Obviously, I shut it down immediately and let it cool. The plastic cap on top of the smoke unit had melted. I emailed with Jeff at the Train Tender and he indicated it should not melt that cap until 20V. It melted at 14V. I confirmed that what I purchased was a 28ohm resistor. Jeff indicated I should perhaps use the pellet heater kit instead.

And it does glow orange at 14V. 

I like a lot of smoke, but rather err on the side of safety here. What is the next step up in an OHM resistor that I could try out?

Thanks!


----------



## L0stS0ul (Feb 6, 2015)

That is really odd. Maybe something wrong with that resistor? Did you verify it is 28 ohms? On my upgraded 726 with the 28 ohm it barely smokes and the element is not even close to glowing @ 14-16v


----------



## Todd Lopes (Nov 11, 2015)

Jeff at the Train Tender said it was 28 ohm. I did not check it myself, but will.
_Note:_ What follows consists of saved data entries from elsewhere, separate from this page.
//! Per-endpoint caching policy.

use std::time::Duration;

/// Caching policy for one endpoint.
///
/// Registered once via [`ApiCacheManager::configure()`](super::ApiCacheManager::configure)
/// and optionally overridden per call.
///
/// ```rust
/// # use insightkit::EndpointConfig;
/// # use std::time::Duration;
/// let config = EndpointConfig::new()
///     .ttl(Duration::from_secs(30))
///     .stale_while_revalidate(false);
/// assert!(config.deduplicate);
/// ```
#[derive(Debug, Clone, Copy, PartialEq, Eq)]
pub struct EndpointConfig {
    /// How long a stored entry stays fresh. Default: 5 minutes.
    pub ttl: Duration,
    /// Serve an expired entry immediately and refresh it in the background.
    /// Default: true.
    pub stale_while_revalidate: bool,
    /// Collapse concurrent identical requests into one fetch. Default: true.
    pub deduplicate: bool,
}

impl Default for EndpointConfig {
    fn default() -> Self {
        Self {
            ttl: Duration::from_secs(300),
            stale_while_revalidate: true,
            deduplicate: true,
        }
    }
}

impl EndpointConfig {
    /// Create a policy with the defaults.
    pub fn new() -> Self {
        Self::default()
    }

    /// Set the time-to-live for stored entries.
    pub fn ttl(mut self, ttl: Duration) -> Self {
        self.ttl = ttl;
        self
    }

    /// Enable or disable stale-while-revalidate.
    pub fn stale_while_revalidate(mut self, enabled: bool) -> Self {
        self.stale_while_revalidate = enabled;
        self
    }

    /// Enable or disable in-flight deduplication.
    pub fn deduplicate(mut self, enabled: bool) -> Self {
        self.deduplicate = enabled;
        self
    }
}
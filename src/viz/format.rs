//! Display format derivation.
//!
//! A [`FormatConfig`] is derived per field for each adaptation call, from
//! the field's encoding and a sample of its values. Priority for
//! quantitative fields is explicit format hint, then field-name pattern,
//! then generic number formatting.

use chrono::{NaiveDateTime, Timelike};
use serde::Serialize;
use serde_json::Value;

use super::spec::{Encoding, FieldType};
use super::temporal::{looks_like_time, parse_datetime, parse_time_of_day};
use super::value::{as_number, display_string, sample_values};
use super::Row;

/// Values inspected when deriving a format.
const FORMAT_SAMPLE: usize = 100;

/// Field-name fragments that mark a percentage. Checked before currency,
/// since names like `profit_margin_pct` carry both.
const PERCENT_NAME_PATTERNS: &[&str] = &["percent", "pct", "rate", "ratio", "share"];

/// Field-name fragments that mark a monetary amount.
const CURRENCY_NAME_PATTERNS: &[&str] = &[
    "price", "cost", "revenue", "sales", "amount", "income", "profit", "spend", "budget",
    "salary", "fee", "usd", "dollar",
];

/// How a field's values are rendered.
#[derive(Debug, Clone, Copy, PartialEq, Eq, Serialize)]
#[serde(rename_all = "lowercase")]
pub enum FormatKind {
    Number,
    Currency,
    Percentage,
    Date,
    Time,
    String,
}

/// Finest component that varies across a temporal field.
#[derive(Debug, Clone, Copy, PartialEq, Eq, PartialOrd, Ord, Hash, Serialize)]
#[serde(rename_all = "lowercase")]
pub enum TimeGranularity {
    Year,
    Month,
    Day,
    Hour,
    Minute,
    Second,
}

/// Rendering rules for one field.
#[derive(Debug, Clone, PartialEq, Serialize)]
pub struct FormatConfig {
    pub kind: FormatKind,
    /// Fixed decimal places; `None` picks them from each value's magnitude.
    pub decimals: Option<u8>,
    /// Abbreviate values of 1000 and above with K/M/B.
    pub compact: bool,
    pub granularity: Option<TimeGranularity>,
    /// Multiplier applied to percentage values before display: 100 when
    /// the data holds fractions, 1 when it already holds percents.
    pub percent_scale: f64,
    pub currency_symbol: String,
}

impl FormatConfig {
    fn new(kind: FormatKind) -> Self {
        Self {
            kind,
            decimals: None,
            compact: false,
            granularity: None,
            percent_scale: 1.0,
            currency_symbol: "$".to_string(),
        }
    }

    /// Plain string rendering.
    pub fn string() -> Self {
        Self::new(FormatKind::String)
    }

    /// Generic number with magnitude-dependent decimals and compact notation.
    pub fn number() -> Self {
        Self {
            compact: true,
            ..Self::new(FormatKind::Number)
        }
    }

    pub fn is_temporal(&self) -> bool {
        matches!(self.kind, FormatKind::Date | FormatKind::Time)
    }
}

/// Derive the format for `encoding` from a sample of `rows`.
pub fn create_format_config(encoding: &Encoding, rows: &[Row]) -> FormatConfig {
    let samples = sample_values(rows, &encoding.field, FORMAT_SAMPLE);
    match encoding.field_type {
        FieldType::Temporal => temporal_config(&samples),
        FieldType::Quantitative => numeric_config(encoding, &samples),
        FieldType::Categorical => FormatConfig::string(),
    }
}

fn temporal_config(samples: &[&Value]) -> FormatConfig {
    let time_only = !samples.is_empty()
        && samples
            .iter()
            .all(|v| matches!(v, Value::String(s) if looks_like_time(s)));
    if time_only {
        let has_seconds = samples.iter().any(|v| {
            v.as_str()
                .and_then(parse_time_of_day)
                .is_some_and(|t| t.second() != 0)
        });
        return FormatConfig {
            granularity: Some(if has_seconds {
                TimeGranularity::Second
            } else {
                TimeGranularity::Minute
            }),
            ..FormatConfig::new(FormatKind::Time)
        };
    }

    let parsed: Vec<NaiveDateTime> = samples.iter().filter_map(|v| parse_datetime(v)).collect();
    if parsed.is_empty() {
        return FormatConfig::string();
    }
    FormatConfig {
        granularity: Some(detect_granularity(&parsed)),
        ..FormatConfig::new(FormatKind::Date)
    }
}

/// Granularity from the spread of parsed dates.
///
/// Any non-zero time component escalates to that component. Otherwise the
/// finest calendar component that differs between samples wins; a single
/// distinct date is treated as daily.
pub fn detect_granularity(dates: &[NaiveDateTime]) -> TimeGranularity {
    use chrono::Datelike;

    if dates.iter().any(|d| d.second() != 0 || d.nanosecond() != 0) {
        return TimeGranularity::Second;
    }
    if dates.iter().any(|d| d.minute() != 0) {
        return TimeGranularity::Minute;
    }
    if dates.iter().any(|d| d.hour() != 0) {
        return TimeGranularity::Hour;
    }
    let Some(first) = dates.first() else {
        return TimeGranularity::Day;
    };
    if dates.iter().any(|d| d.day() != first.day()) {
        TimeGranularity::Day
    } else if dates.iter().any(|d| d.month() != first.month()) {
        TimeGranularity::Month
    } else if dates.iter().any(|d| d.year() != first.year()) {
        TimeGranularity::Year
    } else {
        TimeGranularity::Day
    }
}

fn numeric_config(encoding: &Encoding, samples: &[&Value]) -> FormatConfig {
    let numbers: Vec<f64> = samples.iter().filter_map(|v| as_number(v)).collect();

    if let Some(config) = encoding
        .format
        .as_deref()
        .and_then(|hint| config_from_hint(hint, &numbers))
    {
        return config;
    }

    let tokens = name_tokens(&encoding.field);
    let matches_any = |patterns: &[&str]| {
        tokens
            .iter()
            .any(|t| patterns.iter().any(|p| t.starts_with(p)))
    };
    if matches_any(PERCENT_NAME_PATTERNS) {
        return percentage_config(&numbers, None);
    }
    if matches_any(CURRENCY_NAME_PATTERNS) {
        return FormatConfig {
            compact: true,
            ..FormatConfig::new(FormatKind::Currency)
        };
    }
    FormatConfig::number()
}

/// Interpret a d3-style hint (`"$,.2f"`, `".1%"`, `"~s"`, `",.0f"`).
///
/// Returns `None` when the hint says nothing recognisable, letting the
/// name heuristics decide.
fn config_from_hint(hint: &str, numbers: &[f64]) -> Option<FormatConfig> {
    let decimals = hint_precision(hint);
    let compact = hint.contains('s') || decimals.is_none();

    if let Some(symbol) = ['$', '€', '£'].into_iter().find(|c| hint.contains(*c)) {
        return Some(FormatConfig {
            decimals,
            compact,
            currency_symbol: symbol.to_string(),
            ..FormatConfig::new(FormatKind::Currency)
        });
    }
    if hint.contains('%') {
        return Some(percentage_config(numbers, decimals));
    }
    if decimals.is_some() || hint.contains(',') || hint.contains('s') {
        return Some(FormatConfig {
            decimals,
            compact: hint.contains('s'),
            ..FormatConfig::new(FormatKind::Number)
        });
    }
    None
}

/// Digits after the `.` in a hint, e.g. `2` for `",.2f"`.
fn hint_precision(hint: &str) -> Option<u8> {
    let (_, after) = hint.split_once('.')?;
    let digits: String = after.chars().take_while(|c| c.is_ascii_digit()).collect();
    digits.parse().ok()
}

fn percentage_config(numbers: &[f64], decimals: Option<u8>) -> FormatConfig {
    let fractional = !numbers.is_empty() && numbers.iter().all(|n| n.abs() <= 1.0);
    FormatConfig {
        decimals,
        percent_scale: if fractional { 100.0 } else { 1.0 },
        ..FormatConfig::new(FormatKind::Percentage)
    }
}

/// Lower-cased words of a field name, split on separators and camelCase.
fn name_tokens(field: &str) -> Vec<String> {
    let mut tokens = Vec::new();
    let mut current = String::new();
    let mut prev_lower = false;
    for c in field.chars() {
        if !c.is_alphanumeric() {
            if !current.is_empty() {
                tokens.push(std::mem::take(&mut current));
            }
            prev_lower = false;
            continue;
        }
        if c.is_uppercase() && prev_lower && !current.is_empty() {
            tokens.push(std::mem::take(&mut current));
        }
        prev_lower = c.is_lowercase() || c.is_ascii_digit();
        current.extend(c.to_lowercase());
    }
    if !current.is_empty() {
        tokens.push(current);
    }
    tokens
}

// ============================================================================
// Value formatting
// ============================================================================

/// Axis label for a value.
pub fn format_value(value: &Value, config: &FormatConfig) -> String {
    render(value, config, Verbosity::Axis)
}

/// Tooltip text for a value: no compact notation, more decimals, verbose
/// dates.
pub fn format_tooltip(value: &Value, config: &FormatConfig) -> String {
    render(value, config, Verbosity::Tooltip)
}

#[derive(Clone, Copy, PartialEq, Eq)]
enum Verbosity {
    Axis,
    Tooltip,
}

fn render(value: &Value, config: &FormatConfig, verbosity: Verbosity) -> String {
    let rendered = match config.kind {
        FormatKind::Number => as_number(value).map(|n| format_number(n, config, verbosity)),
        FormatKind::Currency => as_number(value).map(|n| format_currency(n, config, verbosity)),
        FormatKind::Percentage => as_number(value).map(|n| format_percent(n, config, verbosity)),
        FormatKind::Date => parse_datetime(value).map(|dt| {
            let granularity = config.granularity.unwrap_or(TimeGranularity::Day);
            dt.format(date_pattern(granularity, verbosity)).to_string()
        }),
        FormatKind::Time => value.as_str().and_then(parse_time_of_day).map(|t| {
            let pattern = match (config.granularity, verbosity) {
                (Some(TimeGranularity::Second), _) | (_, Verbosity::Tooltip) => "%H:%M:%S",
                _ => "%H:%M",
            };
            t.format(pattern).to_string()
        }),
        FormatKind::String => None,
    };
    rendered.unwrap_or_else(|| display_string(value))
}

fn date_pattern(granularity: TimeGranularity, verbosity: Verbosity) -> &'static str {
    match (granularity, verbosity) {
        (TimeGranularity::Year, _) => "%Y",
        (TimeGranularity::Month, Verbosity::Axis) => "%b %Y",
        (TimeGranularity::Month, Verbosity::Tooltip) => "%B %Y",
        (TimeGranularity::Day, Verbosity::Axis) => "%b %-d, %Y",
        (TimeGranularity::Day, Verbosity::Tooltip) => "%A, %B %-d, %Y",
        (TimeGranularity::Hour, Verbosity::Axis) => "%b %-d, %H:00",
        (TimeGranularity::Hour, Verbosity::Tooltip) => "%b %-d, %Y %H:00",
        (TimeGranularity::Minute, Verbosity::Axis) => "%b %-d, %H:%M",
        (TimeGranularity::Minute, Verbosity::Tooltip) => "%b %-d, %Y %H:%M",
        (TimeGranularity::Second, Verbosity::Axis) => "%H:%M:%S",
        (TimeGranularity::Second, Verbosity::Tooltip) => "%b %-d, %Y %H:%M:%S",
    }
}

/// Decimal places picked from magnitude: ≥1000 → 0, ≥1 → 2, <1 → 4.
pub fn auto_decimals(abs: f64) -> usize {
    if abs == 0.0 || abs >= 1000.0 {
        0
    } else if abs >= 1.0 {
        2
    } else {
        4
    }
}

fn format_number(n: f64, config: &FormatConfig, verbosity: Verbosity) -> String {
    if config.compact && verbosity == Verbosity::Axis && n.abs() >= 1000.0 {
        return compact_number(n);
    }
    match (config.decimals, verbosity) {
        (Some(d), _) => group_thousands(n, usize::from(d), false),
        (None, Verbosity::Axis) => group_thousands(n, auto_decimals(n.abs()), true),
        (None, Verbosity::Tooltip) => group_thousands(n, auto_decimals(n.abs()).max(2), true),
    }
}

fn format_currency(n: f64, config: &FormatConfig, verbosity: Verbosity) -> String {
    let sign = if n < 0.0 { "-" } else { "" };
    let abs = n.abs();
    let body = if config.compact && verbosity == Verbosity::Axis && abs >= 1000.0 {
        compact_number(abs)
    } else {
        let decimals = match (config.decimals, verbosity) {
            (Some(d), _) => usize::from(d),
            (None, Verbosity::Axis) if abs >= 1000.0 => 0,
            (None, _) => 2,
        };
        group_thousands(abs, decimals, false)
    };
    format!("{sign}{}{body}", config.currency_symbol)
}

fn format_percent(n: f64, config: &FormatConfig, verbosity: Verbosity) -> String {
    let decimals = match (config.decimals, verbosity) {
        (Some(d), _) => usize::from(d),
        (None, Verbosity::Axis) => 1,
        (None, Verbosity::Tooltip) => 2,
    };
    format!("{:.*}%", decimals, n * config.percent_scale)
}

/// `1234.5` → `1.2K`, `2_500_000` → `2.5M`, `3e9` → `3B`.
pub fn compact_number(n: f64) -> String {
    const UNITS: [(f64, &str); 3] = [(1e9, "B"), (1e6, "M"), (1e3, "K")];
    let abs = n.abs();
    let sign = if n < 0.0 { "-" } else { "" };
    for (i, (unit, suffix)) in UNITS.iter().enumerate() {
        if abs >= *unit {
            let scaled = (abs / unit * 10.0).round() / 10.0;
            // 999_950 rounds to 1000.0K; promote to the next unit.
            if scaled >= 1000.0 && i > 0 {
                let (next_unit, next_suffix) = UNITS[i - 1];
                return format!("{sign}{}{next_suffix}", trim_decimal(abs / next_unit, 1));
            }
            return format!("{sign}{}{suffix}", trim_decimal(scaled, 1));
        }
    }
    group_thousands(n, auto_decimals(abs), true)
}

fn trim_decimal(n: f64, decimals: usize) -> String {
    let formatted = format!("{n:.decimals$}");
    if formatted.contains('.') {
        formatted
            .trim_end_matches('0')
            .trim_end_matches('.')
            .to_string()
    } else {
        formatted
    }
}

/// Fixed-point rendering with `,` thousands separators.
pub fn group_thousands(n: f64, decimals: usize, trim: bool) -> String {
    let formatted = format!("{:.*}", decimals, n.abs());
    let (int_part, frac_part) = match formatted.split_once('.') {
        Some((int_part, frac)) => (int_part, frac),
        None => (formatted.as_str(), ""),
    };

    let mut out = String::with_capacity(formatted.len() + int_part.len() / 3 + 1);
    let is_zero = formatted.chars().all(|c| c == '0' || c == '.');
    if n < 0.0 && !is_zero {
        out.push('-');
    }
    for (i, ch) in int_part.chars().enumerate() {
        if i > 0 && (int_part.len() - i) % 3 == 0 {
            out.push(',');
        }
        out.push(ch);
    }
    let frac = if trim {
        frac_part.trim_end_matches('0')
    } else {
        frac_part
    };
    if !frac.is_empty() {
        out.push('.');
        out.push_str(frac);
    }
    out
}
//! Telemetry metric name constants.
//!
//! Centralised metric names for the request cache. Consumers install
//! their own `metrics` recorder (e.g. prometheus, statsd); without a
//! recorder installed, all metric calls are no-ops.
//!
//! # Metric naming conventions
//!
//! All metrics are prefixed with `insightkit_`. Counters end in `_total`.
//!
//! # Common labels
//!
//! - `endpoint`: logical resource class passed to
//!   [`ApiCacheManager::fetch`](crate::cache::ApiCacheManager::fetch)

/// Fresh cache entries served without a fetch.
///
/// Labels: `endpoint`.
pub const CACHE_HITS_TOTAL: &str = "insightkit_cache_hits_total";

/// Lookups that found no servable entry.
///
/// Labels: `endpoint`.
pub const CACHE_MISSES_TOTAL: &str = "insightkit_cache_misses_total";

/// Stale entries served while a background refresh runs.
///
/// Labels: `endpoint`.
pub const CACHE_STALE_SERVED_TOTAL: &str = "insightkit_cache_stale_served_total";

/// Callers that joined an already in-flight request.
///
/// Labels: `endpoint`.
pub const DEDUP_JOINS_TOTAL: &str = "insightkit_dedup_joins_total";

/// Fetches that settled with an error (cancellations excluded).
///
/// Labels: `endpoint`.
pub const FETCH_ERRORS_TOTAL: &str = "insightkit_fetch_errors_total";

/// Fetches that settled as cancelled.
///
/// Labels: `endpoint`.
pub const FETCH_CANCELLED_TOTAL: &str = "insightkit_fetch_cancelled_total";

/// Background refreshes that failed and were discarded.
///
/// Labels: `endpoint`.
pub const BACKGROUND_REFRESH_FAILURES_TOTAL: &str =
    "insightkit_background_refresh_failures_total";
I bought two of these kits from him and just for testing, I installed the other one and it glows too at 14V. I will also note that when it melted the cap, the engine was on the F/R lockout setting and was in forward motion only. Not sure if that would have any cause, but worth to mention.


----------



## gunrunnerjohn (Nov 10, 2010)

If you're running truly 14 volts on a 28 ohm resistor, that's dissipating 7 watts.  The resistors are rated at 3 watts, so they will get pretty toasty at that temperature. 

Locking the locomotive into a direction has no effect, the real difference would be if it was moving or stopped. No airflow will hasten the demise of the resistor and plastic parts.


----------



## Todd Lopes (Nov 11, 2015)

Thanks Gunrunner-and I did notice that prior to smelling the plastic burning, the engine did slow down a bit and it eventually stalled on the track. It was stalled perhaps a minute before I realized it had stopped. Without the airflow, that is what really made it burn.

I should have said the engine was running at no more than 14V, it could have been less. I don't a meter installed on the Z1000.

I'd rather have less smoke and more concerned for safety of the engine. I normally use the Lionel 1033 with this engine it is only rated at max 16V.

Any suggestions at this point?


----------



## gunrunnerjohn (Nov 10, 2010)

I don't do much with the puffers, I'm more tuned into the fan driven units. With no airflow, things will pretty quickly get out of hand in that small space.

For a safer non-melting option, I'd look for the metal top for the smoke unit.


----------



## Todd Lopes (Nov 11, 2015)

Thanks John. Great advice, as usual. I'll start the search for one of those metal tops.


----------



## rkenney (Aug 10, 2013)

I've never had any luck with the plastic tops that come in those kits. They either don't fit well or as you just found, melt.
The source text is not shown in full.